▶ **Exercise**
Copy whichever lines of the data hold the word "change".

Top of Listed entries

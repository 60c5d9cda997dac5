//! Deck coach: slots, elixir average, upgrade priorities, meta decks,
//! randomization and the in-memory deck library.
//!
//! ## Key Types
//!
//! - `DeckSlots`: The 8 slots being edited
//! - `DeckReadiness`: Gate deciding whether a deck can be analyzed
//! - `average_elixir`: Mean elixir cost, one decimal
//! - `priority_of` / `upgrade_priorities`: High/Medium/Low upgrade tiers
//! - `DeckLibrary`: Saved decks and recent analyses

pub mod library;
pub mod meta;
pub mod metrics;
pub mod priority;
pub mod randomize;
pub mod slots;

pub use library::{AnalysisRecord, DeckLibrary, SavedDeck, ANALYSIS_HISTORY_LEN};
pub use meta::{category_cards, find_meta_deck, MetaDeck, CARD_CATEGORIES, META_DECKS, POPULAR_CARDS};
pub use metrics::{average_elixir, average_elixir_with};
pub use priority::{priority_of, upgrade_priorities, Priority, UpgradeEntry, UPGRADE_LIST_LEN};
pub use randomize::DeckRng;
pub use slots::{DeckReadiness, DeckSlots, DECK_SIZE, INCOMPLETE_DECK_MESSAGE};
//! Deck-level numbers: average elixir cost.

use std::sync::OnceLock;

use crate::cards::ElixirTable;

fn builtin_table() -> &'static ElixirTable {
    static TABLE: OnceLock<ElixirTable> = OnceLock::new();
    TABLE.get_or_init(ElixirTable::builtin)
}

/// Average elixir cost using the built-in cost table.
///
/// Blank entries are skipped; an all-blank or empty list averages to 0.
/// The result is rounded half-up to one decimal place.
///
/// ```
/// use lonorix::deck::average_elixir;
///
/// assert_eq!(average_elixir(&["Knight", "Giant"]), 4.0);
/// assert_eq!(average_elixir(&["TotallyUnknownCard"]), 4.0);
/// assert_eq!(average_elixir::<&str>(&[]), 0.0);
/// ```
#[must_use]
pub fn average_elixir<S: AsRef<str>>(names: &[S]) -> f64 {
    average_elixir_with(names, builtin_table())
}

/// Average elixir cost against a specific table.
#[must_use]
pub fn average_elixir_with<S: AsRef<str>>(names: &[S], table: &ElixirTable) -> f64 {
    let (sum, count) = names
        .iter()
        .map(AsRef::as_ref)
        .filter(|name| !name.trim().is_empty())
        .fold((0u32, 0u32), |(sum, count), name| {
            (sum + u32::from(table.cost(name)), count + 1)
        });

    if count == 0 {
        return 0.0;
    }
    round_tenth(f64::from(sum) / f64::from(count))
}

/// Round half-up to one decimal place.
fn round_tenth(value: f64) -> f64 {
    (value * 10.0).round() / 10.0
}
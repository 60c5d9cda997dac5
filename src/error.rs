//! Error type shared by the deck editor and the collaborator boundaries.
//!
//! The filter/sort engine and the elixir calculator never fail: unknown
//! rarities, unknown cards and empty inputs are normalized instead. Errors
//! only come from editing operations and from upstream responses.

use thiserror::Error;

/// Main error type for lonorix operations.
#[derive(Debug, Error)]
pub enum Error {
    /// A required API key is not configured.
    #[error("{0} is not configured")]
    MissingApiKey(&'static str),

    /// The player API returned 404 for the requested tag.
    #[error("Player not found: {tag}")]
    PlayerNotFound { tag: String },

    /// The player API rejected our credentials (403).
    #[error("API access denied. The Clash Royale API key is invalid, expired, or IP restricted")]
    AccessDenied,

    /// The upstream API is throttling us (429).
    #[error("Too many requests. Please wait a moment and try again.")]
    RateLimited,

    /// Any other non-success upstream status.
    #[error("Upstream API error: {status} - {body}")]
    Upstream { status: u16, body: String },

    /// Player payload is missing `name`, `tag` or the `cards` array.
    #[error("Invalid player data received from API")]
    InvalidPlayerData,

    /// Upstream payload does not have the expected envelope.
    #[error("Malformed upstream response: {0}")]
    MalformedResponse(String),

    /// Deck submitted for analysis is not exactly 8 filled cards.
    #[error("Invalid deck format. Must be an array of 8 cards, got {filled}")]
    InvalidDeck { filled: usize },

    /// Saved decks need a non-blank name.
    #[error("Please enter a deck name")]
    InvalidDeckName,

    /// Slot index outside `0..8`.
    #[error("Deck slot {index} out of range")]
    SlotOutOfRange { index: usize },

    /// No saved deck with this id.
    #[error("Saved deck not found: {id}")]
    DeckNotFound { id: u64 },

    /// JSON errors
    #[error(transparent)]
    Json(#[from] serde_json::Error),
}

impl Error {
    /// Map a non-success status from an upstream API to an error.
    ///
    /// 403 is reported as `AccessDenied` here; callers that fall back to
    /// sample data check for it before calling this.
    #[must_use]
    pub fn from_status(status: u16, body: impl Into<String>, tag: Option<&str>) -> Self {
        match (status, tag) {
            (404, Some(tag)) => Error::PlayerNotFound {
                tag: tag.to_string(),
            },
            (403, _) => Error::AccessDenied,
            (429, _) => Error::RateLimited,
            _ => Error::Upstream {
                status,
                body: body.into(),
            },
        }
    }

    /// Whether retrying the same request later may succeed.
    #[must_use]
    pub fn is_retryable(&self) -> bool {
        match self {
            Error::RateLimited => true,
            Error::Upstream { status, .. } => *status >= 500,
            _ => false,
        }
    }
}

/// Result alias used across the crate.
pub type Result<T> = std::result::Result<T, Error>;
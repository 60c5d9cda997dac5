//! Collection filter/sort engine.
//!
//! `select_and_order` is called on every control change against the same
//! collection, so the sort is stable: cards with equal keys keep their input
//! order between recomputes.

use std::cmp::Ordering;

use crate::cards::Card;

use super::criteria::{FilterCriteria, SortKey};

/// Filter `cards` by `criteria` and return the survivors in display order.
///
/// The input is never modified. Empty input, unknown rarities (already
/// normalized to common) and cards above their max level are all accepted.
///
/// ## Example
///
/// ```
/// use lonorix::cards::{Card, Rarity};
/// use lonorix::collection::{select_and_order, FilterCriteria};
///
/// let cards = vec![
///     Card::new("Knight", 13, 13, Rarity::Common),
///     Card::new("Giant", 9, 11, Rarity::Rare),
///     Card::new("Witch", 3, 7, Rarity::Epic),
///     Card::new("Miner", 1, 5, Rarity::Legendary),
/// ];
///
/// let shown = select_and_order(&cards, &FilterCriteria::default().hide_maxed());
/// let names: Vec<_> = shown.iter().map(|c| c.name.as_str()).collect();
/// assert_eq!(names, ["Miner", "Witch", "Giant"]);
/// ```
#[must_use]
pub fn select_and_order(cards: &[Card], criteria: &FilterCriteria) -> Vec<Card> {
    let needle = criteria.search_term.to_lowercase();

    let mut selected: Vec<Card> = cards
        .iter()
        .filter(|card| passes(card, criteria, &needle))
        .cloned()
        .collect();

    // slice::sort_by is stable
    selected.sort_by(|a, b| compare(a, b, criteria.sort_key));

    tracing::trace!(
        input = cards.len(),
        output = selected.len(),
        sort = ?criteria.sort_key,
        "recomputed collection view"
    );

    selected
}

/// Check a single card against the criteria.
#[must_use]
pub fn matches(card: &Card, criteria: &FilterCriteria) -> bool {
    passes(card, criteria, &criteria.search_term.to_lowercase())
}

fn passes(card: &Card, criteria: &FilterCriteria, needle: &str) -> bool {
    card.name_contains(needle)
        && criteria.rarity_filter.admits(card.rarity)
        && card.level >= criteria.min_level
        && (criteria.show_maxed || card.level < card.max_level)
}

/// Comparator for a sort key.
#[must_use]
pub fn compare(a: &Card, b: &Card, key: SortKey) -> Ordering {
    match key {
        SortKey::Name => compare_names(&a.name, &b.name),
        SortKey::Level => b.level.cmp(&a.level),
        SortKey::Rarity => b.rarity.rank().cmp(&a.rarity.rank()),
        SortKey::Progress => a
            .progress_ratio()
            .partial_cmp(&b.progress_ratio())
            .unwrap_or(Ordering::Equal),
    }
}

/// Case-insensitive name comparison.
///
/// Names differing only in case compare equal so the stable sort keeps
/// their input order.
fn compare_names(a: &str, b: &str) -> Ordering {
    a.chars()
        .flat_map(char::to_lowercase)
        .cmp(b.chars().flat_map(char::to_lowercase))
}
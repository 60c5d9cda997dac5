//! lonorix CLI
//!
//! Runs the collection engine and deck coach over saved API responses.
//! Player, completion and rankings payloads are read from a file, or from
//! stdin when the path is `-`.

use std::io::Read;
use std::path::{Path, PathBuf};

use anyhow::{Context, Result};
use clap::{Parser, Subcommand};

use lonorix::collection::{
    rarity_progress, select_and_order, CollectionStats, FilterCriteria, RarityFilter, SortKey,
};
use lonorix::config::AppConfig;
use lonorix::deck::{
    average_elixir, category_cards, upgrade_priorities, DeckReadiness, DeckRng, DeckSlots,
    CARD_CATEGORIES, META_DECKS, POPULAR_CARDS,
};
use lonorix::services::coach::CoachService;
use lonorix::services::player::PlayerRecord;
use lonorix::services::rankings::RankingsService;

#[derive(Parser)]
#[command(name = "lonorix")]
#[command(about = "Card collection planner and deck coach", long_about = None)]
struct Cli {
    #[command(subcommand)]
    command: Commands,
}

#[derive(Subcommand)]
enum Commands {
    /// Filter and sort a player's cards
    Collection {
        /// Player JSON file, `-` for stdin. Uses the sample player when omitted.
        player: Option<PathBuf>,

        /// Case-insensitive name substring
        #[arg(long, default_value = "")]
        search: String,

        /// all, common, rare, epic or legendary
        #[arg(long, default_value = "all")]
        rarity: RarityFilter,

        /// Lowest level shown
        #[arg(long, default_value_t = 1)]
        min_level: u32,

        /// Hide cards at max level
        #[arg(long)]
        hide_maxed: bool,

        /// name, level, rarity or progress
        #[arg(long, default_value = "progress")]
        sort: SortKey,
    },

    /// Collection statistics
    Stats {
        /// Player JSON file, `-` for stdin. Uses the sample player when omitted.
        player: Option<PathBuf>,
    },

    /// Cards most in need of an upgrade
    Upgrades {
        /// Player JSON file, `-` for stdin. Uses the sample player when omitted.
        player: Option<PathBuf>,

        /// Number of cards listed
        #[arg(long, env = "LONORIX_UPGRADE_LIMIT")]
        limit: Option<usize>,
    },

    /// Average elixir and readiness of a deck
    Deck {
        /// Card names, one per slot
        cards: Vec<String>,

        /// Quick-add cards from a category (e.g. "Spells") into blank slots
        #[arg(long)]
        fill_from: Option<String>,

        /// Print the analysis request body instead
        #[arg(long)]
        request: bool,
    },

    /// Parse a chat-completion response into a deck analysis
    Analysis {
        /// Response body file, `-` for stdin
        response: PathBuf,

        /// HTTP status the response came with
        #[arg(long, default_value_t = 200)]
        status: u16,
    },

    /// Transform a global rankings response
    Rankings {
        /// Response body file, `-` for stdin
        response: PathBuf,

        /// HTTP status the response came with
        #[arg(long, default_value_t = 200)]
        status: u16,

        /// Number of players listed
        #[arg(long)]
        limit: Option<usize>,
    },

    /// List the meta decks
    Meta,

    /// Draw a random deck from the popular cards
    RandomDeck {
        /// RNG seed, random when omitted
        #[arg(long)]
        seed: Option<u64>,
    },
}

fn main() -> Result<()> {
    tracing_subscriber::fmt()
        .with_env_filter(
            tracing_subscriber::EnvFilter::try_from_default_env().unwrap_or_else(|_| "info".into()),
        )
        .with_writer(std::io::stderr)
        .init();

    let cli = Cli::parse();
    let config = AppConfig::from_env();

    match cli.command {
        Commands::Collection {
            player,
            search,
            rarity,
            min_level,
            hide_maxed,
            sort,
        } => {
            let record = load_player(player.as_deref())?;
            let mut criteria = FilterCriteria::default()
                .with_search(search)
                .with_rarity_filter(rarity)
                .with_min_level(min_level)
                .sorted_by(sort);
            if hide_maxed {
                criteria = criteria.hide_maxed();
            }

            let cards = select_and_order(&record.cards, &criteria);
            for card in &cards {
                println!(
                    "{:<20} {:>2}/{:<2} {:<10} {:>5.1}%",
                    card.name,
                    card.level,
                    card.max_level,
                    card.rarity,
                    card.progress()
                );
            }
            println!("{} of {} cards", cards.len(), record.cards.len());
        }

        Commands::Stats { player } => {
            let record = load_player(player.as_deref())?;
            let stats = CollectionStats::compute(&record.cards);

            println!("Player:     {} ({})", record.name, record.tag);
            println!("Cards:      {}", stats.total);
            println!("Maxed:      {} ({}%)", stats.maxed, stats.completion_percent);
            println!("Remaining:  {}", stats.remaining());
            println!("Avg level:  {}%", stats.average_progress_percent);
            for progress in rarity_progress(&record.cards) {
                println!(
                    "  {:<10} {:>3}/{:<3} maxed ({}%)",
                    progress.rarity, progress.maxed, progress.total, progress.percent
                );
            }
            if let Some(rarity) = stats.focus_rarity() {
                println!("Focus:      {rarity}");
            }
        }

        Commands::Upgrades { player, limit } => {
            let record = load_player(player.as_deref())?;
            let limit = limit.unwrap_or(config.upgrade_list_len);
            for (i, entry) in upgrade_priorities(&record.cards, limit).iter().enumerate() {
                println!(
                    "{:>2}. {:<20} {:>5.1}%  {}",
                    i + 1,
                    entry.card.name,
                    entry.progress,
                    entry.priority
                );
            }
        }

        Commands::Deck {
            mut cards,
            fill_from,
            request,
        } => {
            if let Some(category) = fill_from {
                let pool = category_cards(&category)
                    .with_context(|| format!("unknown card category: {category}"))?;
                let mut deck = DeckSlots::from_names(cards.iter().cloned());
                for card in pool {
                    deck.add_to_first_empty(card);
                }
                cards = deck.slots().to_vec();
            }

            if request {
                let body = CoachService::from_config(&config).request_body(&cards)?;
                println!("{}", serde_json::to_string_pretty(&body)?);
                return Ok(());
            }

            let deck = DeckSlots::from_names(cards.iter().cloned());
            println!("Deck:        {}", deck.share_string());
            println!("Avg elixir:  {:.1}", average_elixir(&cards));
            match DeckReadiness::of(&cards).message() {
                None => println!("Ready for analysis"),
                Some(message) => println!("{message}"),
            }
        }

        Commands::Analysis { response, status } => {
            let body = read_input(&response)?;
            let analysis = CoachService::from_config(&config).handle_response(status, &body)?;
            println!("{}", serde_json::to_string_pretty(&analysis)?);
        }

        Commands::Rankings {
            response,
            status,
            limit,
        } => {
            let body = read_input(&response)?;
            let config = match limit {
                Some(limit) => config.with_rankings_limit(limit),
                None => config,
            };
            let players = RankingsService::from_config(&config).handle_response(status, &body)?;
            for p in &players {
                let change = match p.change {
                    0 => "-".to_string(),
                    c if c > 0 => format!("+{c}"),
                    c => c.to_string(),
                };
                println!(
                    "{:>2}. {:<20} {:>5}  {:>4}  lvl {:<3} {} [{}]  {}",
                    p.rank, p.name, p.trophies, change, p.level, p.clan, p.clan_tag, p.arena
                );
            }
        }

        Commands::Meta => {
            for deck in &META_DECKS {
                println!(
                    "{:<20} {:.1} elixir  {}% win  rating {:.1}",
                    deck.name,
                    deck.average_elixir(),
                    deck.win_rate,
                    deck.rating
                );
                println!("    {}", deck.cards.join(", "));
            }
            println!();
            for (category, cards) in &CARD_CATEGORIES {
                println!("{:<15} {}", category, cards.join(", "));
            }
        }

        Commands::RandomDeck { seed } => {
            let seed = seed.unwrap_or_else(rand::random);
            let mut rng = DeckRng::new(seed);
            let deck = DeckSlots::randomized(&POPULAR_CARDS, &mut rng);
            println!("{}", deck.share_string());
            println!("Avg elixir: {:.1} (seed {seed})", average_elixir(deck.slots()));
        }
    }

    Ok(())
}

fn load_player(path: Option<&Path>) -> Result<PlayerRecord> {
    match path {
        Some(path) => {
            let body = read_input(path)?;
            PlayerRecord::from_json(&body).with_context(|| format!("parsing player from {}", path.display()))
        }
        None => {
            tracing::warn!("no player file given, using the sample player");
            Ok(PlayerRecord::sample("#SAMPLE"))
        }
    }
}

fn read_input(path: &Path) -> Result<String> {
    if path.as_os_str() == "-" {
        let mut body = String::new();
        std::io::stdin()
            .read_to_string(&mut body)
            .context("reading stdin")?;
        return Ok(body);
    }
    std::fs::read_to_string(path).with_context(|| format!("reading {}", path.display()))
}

Bottom of Listed entries

▶ **Answer**
//! `select_and_order` is called on every control change against the same
                let change = match p.change {
                    p.rank, p.name, p.trophies, change, p.level, p.clan, p.clan_tag, p.arena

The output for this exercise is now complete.